For a detailed understanding of the apparatus and methods disclosed herein, reference should be made to the accompanying drawings and the detailed description thereof, wherein like elements generally have been given like numerals, and wherein:

FIG. 1 is a line diagram of an exemplary production well showing two production zones and an EM wave transmitter on a production tubing proximate an end near the surface and a separate EM receiver and a control circuit for operating spaced apart downhole devices;

FIG. 2 shows a transmitter/receiver (transceiver) assembly made according to one embodiment of the disclosure;

FIG. 3 shows an example of mounting the transceiver on the outside of an electrically-conductive member, such as a tubular in a wellbore;

FIG. 4 shows a subassembly of the transceiver of FIG. 3 that includes a bobbin placed around the outside of a sleeve; and

FIG. 5 shows an exemplary sleeve with longitudinal slots for use in the transceiver shown in FIG. 2.

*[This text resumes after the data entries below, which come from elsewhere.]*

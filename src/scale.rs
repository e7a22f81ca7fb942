//! Decimal (base-10) scaling helpers.
//!
//! The numbers in this crate are stored as `m / multiplier * 10^e`, where `m`
//! is an unsigned mantissa integer and `multiplier` is a power of ten chosen
//! from the width of the mantissa field. Every decimal step here is a loop of
//! multiplications or divisions by ten, so no logarithm or `floor` from a math
//! library is needed.

use super::error::{FloatError, Result};

/// Returns the integer `e` such that `magnitude / 10^e` is in [1, 10).
/// Zero is defined to have the exponent zero. The result is computed by
/// repeated division (or multiplication) by ten and is only as exact as the
/// native float arithmetic.
pub fn decimal_exponent(magnitude: f64) -> Result<i128> {
    if !magnitude.is_finite() {
        return Err(FloatError::NotFinite);
    }
    let mut value = if magnitude < 0.0 { -magnitude } else { magnitude };
    if value == 0.0 {
        return Ok(0);
    }

    let mut exp = 0;
    while value >= 10.0 {
        exp += 1;
        value /= 10.0;
    }
    while value < 1.0 {
        exp -= 1;
        value *= 10.0;
    }
    Ok(exp)
}

/// Returns 10^exp. Negative exponents are computed as the reciprocal of the
/// positive power. Exponents outside of the f64 range produce inf or zero.
pub fn power_of_ten(exp: i128) -> f64 {
    let mut result = 1.0f64;
    for _ in 0..exp.unsigned_abs() {
        if !result.is_finite() {
            break;
        }
        result *= 10.0;
    }

    if exp < 0 {
        return 1.0 / result;
    }
    result
}

/// Returns `value * 10^exp`. If the power of ten itself is out of the f64
/// range the scaling is done in two halves, which keeps very small and very
/// large values (such as subnormals) representable.
pub fn scale_by_power_of_ten(value: f64, exp: i128) -> f64 {
    fn scale(value: f64, exp: i128) -> f64 {
        if exp < 0 {
            value / power_of_ten(exp.saturating_neg())
        } else {
            value * power_of_ten(exp)
        }
    }

    // Zero stays zero even when the power of ten is inf.
    if value == 0.0 {
        return value;
    }
    let direct = scale(value, exp);
    if direct.is_finite() && direct != 0.0 {
        return direct;
    }
    let half = exp / 2;
    scale(scale(value, half), exp - half)
}

/// Returns 10^exp as an integer, or None if it does not fit in 128 bits.
pub const fn integer_power_of_ten(exp: u32) -> Option<u128> {
    10u128.checked_pow(exp)
}

/// Returns the power of ten that scales a mantissa of `m` bits. This is the
/// largest power `p` where a full decade [p, 10p) still fits in `m` bits. For
/// 23 bits that's 10^5, so mantissas are in [100000, 1000000).
pub const fn mantissa_multiplier(m: usize) -> u128 {
    assert!(m >= 4 && m <= 64, "mantissa widths are limited to 4..=64");
    let limit = 1u128 << m;
    let mut p = 1;
    while p * 100 <= limit {
        p *= 10;
    }
    p
}

/// Returns the number of decimal digits after the point that a mantissa of
/// `m` bits holds, i.e. log10 of `mantissa_multiplier(m)`.
pub const fn mantissa_digits(m: usize) -> u32 {
    let mut p = mantissa_multiplier(m);
    let mut digits = 0;
    while p > 1 {
        p /= 10;
        digits += 1;
    }
    digits
}

/// Returns the canonical [low, high) range of a normalized `m`-bit mantissa.
pub const fn canonical_range(m: usize) -> (u128, u128) {
    let low = mantissa_multiplier(m);
    (low, low * 10)
}

/// Returns the mantissa integer of `magnitude` for the decimal exponent `exp`:
/// `magnitude / 10^exp * mantissa_multiplier(m)`, truncated toward zero.
pub fn mantissa_unsigned(magnitude: f64, exp: i128, m: usize) -> u128 {
    let digits = scale_by_power_of_ten(magnitude, -exp);
    // The cast truncates toward zero (and saturates on overflow).
    (digits * mantissa_multiplier(m) as f64) as u128
}

#[test]
fn test_decimal_exponent() {
    assert_eq!(decimal_exponent(0.01), Ok(-2));
    assert_eq!(decimal_exponent(0.05), Ok(-2));
    assert_eq!(decimal_exponent(0.1), Ok(-1));
    assert_eq!(decimal_exponent(1.0), Ok(0));
    assert_eq!(decimal_exponent(10.0), Ok(1));
    assert_eq!(decimal_exponent(50.0), Ok(1));
    assert_eq!(decimal_exponent(100.0), Ok(2));
    assert_eq!(decimal_exponent(999.0), Ok(2));
    assert_eq!(decimal_exponent(-50.0), Ok(1));
    assert_eq!(decimal_exponent(1e10), Ok(10));
    assert_eq!(decimal_exponent(5e-324), Ok(-324));
}

#[test]
fn test_decimal_exponent_special() {
    assert_eq!(decimal_exponent(0.0), Ok(0));
    assert_eq!(decimal_exponent(-0.0), Ok(0));
    assert_eq!(decimal_exponent(f64::NAN), Err(FloatError::NotFinite));
    assert_eq!(decimal_exponent(f64::INFINITY), Err(FloatError::NotFinite));
    assert_eq!(decimal_exponent(f64::NEG_INFINITY), Err(FloatError::NotFinite));
}

#[test]
fn test_power_of_ten() {
    assert_eq!(power_of_ten(0), 1.0);
    assert_eq!(power_of_ten(1), 10.0);
    assert_eq!(power_of_ten(5), 100000.0);
    assert_eq!(power_of_ten(22), 1e22);
    assert_eq!(power_of_ten(-1), 0.1);
    assert_eq!(power_of_ten(-3), 1.0 / 1000.0);
    assert_eq!(power_of_ten(400), f64::INFINITY);
    assert_eq!(power_of_ten(-400), 0.0);
    // Huge exponents terminate early.
    assert_eq!(power_of_ten(1 << 100), f64::INFINITY);
}

#[test]
fn test_scale_by_power_of_ten() {
    assert_eq!(scale_by_power_of_ten(1.5, 2), 150.0);
    assert_eq!(scale_by_power_of_ten(150.0, -2), 1.5);
    assert_eq!(scale_by_power_of_ten(0.0, 500), 0.0);
    assert_eq!(scale_by_power_of_ten(0.0, -500), 0.0);
    assert!(scale_by_power_of_ten(-0.0, 500).is_sign_negative());
    let tiny = scale_by_power_of_ten(4.9, -324);
    assert!(tiny > 0.0);
    let back = scale_by_power_of_ten(5e-324, 324);
    assert!(back > 4.0 && back < 6.0);
}

#[test]
fn test_mantissa_multiplier() {
    assert_eq!(mantissa_multiplier(4), 1);
    assert_eq!(mantissa_multiplier(7), 10);
    assert_eq!(mantissa_multiplier(10), 100);
    assert_eq!(mantissa_multiplier(23), 100000);
    assert_eq!(mantissa_multiplier(52), 100000000000000);
    assert_eq!(mantissa_multiplier(64), 1000000000000000000);
    assert_eq!(mantissa_digits(23), 5);
    assert_eq!(mantissa_digits(4), 0);
    assert_eq!(canonical_range(23), (100000, 1000000));

    // A full decade always fits in the field.
    for m in 4..=64 {
        let (_, high) = canonical_range(m);
        assert!(high - 1 <= crate::utils::mask(m));
    }
}

#[test]
fn test_mantissa_unsigned() {
    assert_eq!(mantissa_unsigned(50.0, 1, 23), 500000);
    assert_eq!(mantissa_unsigned(2.0, 0, 23), 200000);
    assert_eq!(mantissa_unsigned(0.05, -2, 23), 500000);
    assert_eq!(mantissa_unsigned(1.2345678, 0, 23), 123456);
    assert_eq!(integer_power_of_ten(3), Some(1000));
    assert_eq!(integer_power_of_ten(39), None);
}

FIG. 1 show a line diagram of an exemplary production well 100 formed to flow fluids (oil and gas) from a formation 102 to the surface 101. The production well 100 includes well 110 formed in the formation 102 to a depth 112. Well 110 is lined with casing 114, such as a metal tubing. The annulus 116 between the casing 114 and the well 110 is shown filled with cement 118. A production tubing 120 is placed inside the casing 114 to carry the formation fluids to the surface. The exemplary production well 100 is shown to include production zones 130 and 133. Perforations 130a in the casing 114 and the formation proximate the production zone 130 enable the formation fluid 132b to flow from the formation into casing 114. A flow control device 134 controllably allows the fluid 132b to flow into the production tubing 120. Similarly, perforations 136a in the casing 114 and the formation proximate the production zone 133 enable the formation fluid 136b to flow from the formation into the casing 114. A flow control device 138 controllably allows the fluid 136b to flow into the production tubing 120.

In the particular example of production well 110, the flow control device 134 may be operated by a control unit 140, while the flow control device 138 may be operated by a control unit 142, based on one or more downhole conditions and/or in response to a signal sent from the surface via a telemetry system described later. The downhole conditions may include pressure, fluid flow, and corrosion of downhole devices, water content or any other parameter. Sensors 144 may be provided signals to the control unit 140 relating to the selected downhole parameters for determining downhole conditions relating to production zone 130. Similarly sensors 146 may be provided for determining downhole conditions relating to production zone 133. The control unit 140 may further include a receiver circuit 140a that receives the signals from its corresponding receiver coil, processes such signals and a device or another control unit 140b that controls or operates a downhole device. Similarly, the control unit 142 may include a receiver circuit 142a and a device 142b.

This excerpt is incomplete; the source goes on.